• **PROBLEM DESCRIPTION**: Line by line, output the data that follows exactly as written.

(Saved data entries)
---------------

//! Typed HTTP client for the catalogue API

use async_trait::async_trait;
use reqwest::{Client, Response};
use serde::{de::DeserializeOwned, Deserialize};
use serde_json::json;

use super::ClientError;
use crate::models::{
    CatalogStats, ListQuery, LoanAction, MessageResponse, RecordId, RecordList, RecordListing,
    SearchQuery, StatsResponse, TypeList,
};

/// Endpoints the views depend on
#[async_trait]
pub trait CatalogBackend: Send + Sync {
    async fn list_records(&self, query: &ListQuery) -> Result<RecordListing, ClientError>;

    async fn document_types(&self) -> Result<Vec<String>, ClientError>;

    /// Returns the confirmation message
    async fn set_loan_state(&self, id: &RecordId, action: LoanAction) -> Result<String, ClientError>;

    async fn stats(&self) -> Result<CatalogStats, ClientError>;
}

#[derive(Deserialize)]
struct ErrorBody {
    error: String,
}

#[derive(Clone)]
pub struct ApiClient {
    http: Client,
    base_url: String,
}

impl ApiClient {
    /// `base_url` points at the API root, e.g. `http://localhost:3000/api`
    pub fn new(base_url: impl Into<String>) -> Self {
        Self::with_client(Client::new(), base_url)
    }

    pub fn with_client(http: Client, base_url: impl Into<String>) -> Self {
        Self {
            http,
            base_url: base_url.into().trim_end_matches('/').to_string(),
        }
    }

    fn url(&self, path: &str) -> String {
        format!("{}{}", self.base_url, path)
    }

    /// Decode a success envelope, or turn an error envelope into `ClientError::Api`
    async fn decode<T: DeserializeOwned>(response: Response) -> Result<T, ClientError> {
        let status = response.status();
        if !status.is_success() {
            let message = match response.json::<ErrorBody>().await {
                Ok(body) => body.error,
                Err(_) => format!("Erreur HTTP: {}", status.as_u16()),
            };
            return Err(ClientError::Api {
                status: status.as_u16(),
                message,
            });
        }
        Ok(response.json::<T>().await?)
    }

    /// Title/author search, at most 100 records
    pub async fn search(&self, query: &SearchQuery) -> Result<RecordList, ClientError> {
        let response = self
            .http
            .get(self.url("/livres/search"))
            .query(query)
            .send()
            .await?;
        Self::decode(response).await
    }
}

#[async_trait]
impl CatalogBackend for ApiClient {
    async fn list_records(&self, query: &ListQuery) -> Result<RecordListing, ClientError> {
        let response = self
            .http
            .get(self.url("/livres"))
            .query(query)
            .send()
            .await?;
        let listing: RecordListing = Self::decode(response).await?;
        if !listing.success {
            return Err(ClientError::InvalidPayload);
        }
        Ok(listing)
    }

    async fn document_types(&self) -> Result<Vec<String>, ClientError> {
        let response = self.http.get(self.url("/livres/types")).send().await?;
        let types: TypeList = Self::decode(response).await?;
        Ok(types.data)
    }

    async fn set_loan_state(&self, id: &RecordId, action: LoanAction) -> Result<String, ClientError> {
        let response = self
            .http
            .patch(self.url(&format!("/livres/{}", id)))
            .json(&json!({ "action": action.as_str() }))
            .send()
            .await?;
        let body: MessageResponse = Self::decode(response).await?;
        Ok(body.message)
    }

    async fn stats(&self) -> Result<CatalogStats, ClientError> {
        let response = self.http.get(self.url("/stats")).send().await?;
        let body: StatsResponse = Self::decode(response).await?;
        if !body.success {
            return Err(ClientError::InvalidPayload);
        }
        Ok(body.stats)
    }
}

---------------

• **WRITTEN ANSWER**:
//! Typed HTTP client for the catalogue API

use async_trait::async_trait;
use reqwest::{Client, Response};
use serde::{de::DeserializeOwned, Deserialize};
use serde_json::json;

use super::ClientError;
use crate::models::{
    CatalogStats, ListQuery, LoanAction, MessageResponse, RecordId, RecordList, RecordListing,
    SearchQuery, StatsResponse, TypeList,
};

/// Endpoints the views depend on
#[async_trait]
pub trait CatalogBackend: Send + Sync {
    async fn list_records(&self, query: &ListQuery) -> Result<RecordListing, ClientError>;

    async fn document_types(&self) -> Result<Vec<String>, ClientError>;

    /// Returns the confirmation message
    async fn set_loan_state(&self, id: &RecordId, action: LoanAction) -> Result<String, ClientError>;

    async fn stats(&self) -> Result<CatalogStats, ClientError>;
}

#[derive(Deserialize)]
struct ErrorBody {
    error: String,
}

#[derive(Clone)]
pub struct ApiClient {
    http: Client,
    base_url: String,
}

impl ApiClient {
    /// `base_url` points at the API root, e.g. `http://localhost:3000/api`
    pub fn new(base_url: impl Into<String>) -> Self {
        Self::with_client(Client::new(), base_url)
    }

    pub fn with_client(http: Client, base_url: impl Into<String>) -> Self {
        Self {
            http,
            base_url: base_url.into().trim_end_matches('/').to_string(),
        }
    }

    fn url(&self, path: &str) -> String {
        format!("{}{}", self.base_url, path)
    }

    /// Decode a success envelope, or turn an error envelope into `ClientError::Api`
    async fn decode<T: DeserializeOwned>(response: Response) -> Result<T, ClientError> {
        let status = response.status();
        if !status.is_success() {
            let message = match response.json::<ErrorBody>().await {
                Ok(body) => body.error,
                Err(_) => format!("Erreur HTTP: {}", status.as_u16()),
            };
            return Err(ClientError::Api {
                status: status.as_u16(),
                message,
            });
        }
        Ok(response.json::<T>().await?)
    }

    /// Title/author search, at most 100 records
    pub async fn search(&self, query: &SearchQuery) -> Result<RecordList, ClientError> {
        let response = self
            .http
            .get(self.url("/livres/search"))
            .query(query)
            .send()
            .await?;
        Self::decode(response).await
    }
}

#[async_trait]
impl CatalogBackend for ApiClient {
    async fn list_records(&self, query: &ListQuery) -> Result<RecordListing, ClientError> {
        let response = self
            .http
            .get(self.url("/livres"))
            .query(query)
            .send()
            .await?;
        let listing: RecordListing = Self::decode(response).await?;
        if !listing.success {
            return Err(ClientError::InvalidPayload);
        }
        Ok(listing)
    }

    async fn document_types(&self) -> Result<Vec<String>, ClientError> {
        let response = self.http.get(self.url("/livres/types")).send().await?;
        let types: TypeList = Self::decode(response).await?;
        Ok(types.data)
    }

    async fn set_loan_state(&self, id: &RecordId, action: LoanAction) -> Result<String, ClientError> {
        let response = self
            .http
            .patch(self.url(&format!("/livres/{}", id)))
            .json(&json!({ "action": action.as_str() }))
            .send()
            .await?;
        let body: MessageResponse = Self::decode(response).await?;
        Ok(body.message)
    }

    async fn stats(&self) -> Result<CatalogStats, ClientError> {
        let response = self.http.get(self.url("/stats")).send().await?;
        let body: StatsResponse = Self::decode(response).await?;
        if !body.success {
            return Err(ClientError::InvalidPayload);
        }
        Ok(body.stats)
    }
}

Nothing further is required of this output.